As we go about our days, how often do we fidget, compared to how frequently we make larger movements, like walking down the hall? And how rare is a trek across town compared to that same walk down the hall? Animals tend to follow a mathematical law that relates the size of our movements to how often we do them.
This law posits that small-to-medium movements and large-to-huge movements are related in the same way, that is, the law is ‘scale-free’, it holds the same for different scales of movement. Surprisingly, measurements of brain activity also follow this scale-free law: the level of activation of a group of neurons relates to how often they are activated in the same way for different levels of activation.
Although body movements and brain activity behave in a mathematically similar way, these two facts had not previously been linked. Jones et al. studied body movements and brain activity in mice, and found that scale-free body movements were linked to scale-free brain activity, but only in certain subsets of neurons.

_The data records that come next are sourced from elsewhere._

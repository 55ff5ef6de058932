//! Shared command setup

use std::path::{Path, PathBuf};

use anyhow::{bail, Context, Result};
use tally_core::{
    ai::{AIBackend, AIClient},
    cache::open_store,
    categorize::Categorizer,
    classifier::ExternalClassifier,
    config::ClassifierConfig,
    prompts::PromptTemplate,
    rules::RuleSet,
};
use tracing::info;

/// File locations shared by every command
pub struct Paths {
    pub rules: PathBuf,
    pub cache: PathBuf,
    pub config: Option<PathBuf>,
}

/// Load the category rule set
pub fn load_rules(path: &Path) -> Result<RuleSet> {
    RuleSet::load(path).with_context(|| format!("Failed to load rule set from {}", path.display()))
}

/// Build the categorizer, with the external tier only when a client is given
///
/// An unreachable remote classifier fails here, before any row is touched.
pub async fn build_categorizer(paths: &Paths, ai: Option<AIClient>) -> Result<Categorizer> {
    let rules = load_rules(&paths.rules)?;
    let config = ClassifierConfig::load_from(paths.config.as_deref())
        .context("Failed to load classifier config")?;

    let categorizer = Categorizer::new(rules).with_fuzzy_threshold(config.fuzzy_threshold);

    let Some(client) = ai else {
        return Ok(categorizer);
    };
    if !client.health_check().await {
        bail!(
            "Remote classifier ({}) is not reachable at {}. Check the server, or pass --no-remote to use keyword rules only",
            client.backend_name(),
            client.host()
        );
    }

    let cache = open_store(&paths.cache)
        .with_context(|| format!("Failed to open vendor cache {}", paths.cache.display()))?;
    let prompt = PromptTemplate::load().context("Failed to load classification prompt")?;
    if prompt.is_override() {
        info!(version = prompt.metadata.version, "Using prompt override");
    }

    info!(
        backend = client.backend_name(),
        model = %client.model(),
        host = %client.host(),
        "Remote classifier enabled"
    );

    let external = ExternalClassifier::new(client, cache, prompt, &config);
    Ok(categorizer.with_external(external))
}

This observation had been hidden because other subsets of neurons compete with scale-free neurons. When the scale-free neurons turn on, the competing groups turn off. When averaged together, these fluctuations cancel out.
The findings of Jones et al. provide a new understanding of how brain and body dynamics are orchestrated in healthy organisms. In particular, their results suggest that the complex, multi-scale nature of behavior and body movements may emerge from brain activity operating at a critical tipping point between order and disorder, at the edge of chaos.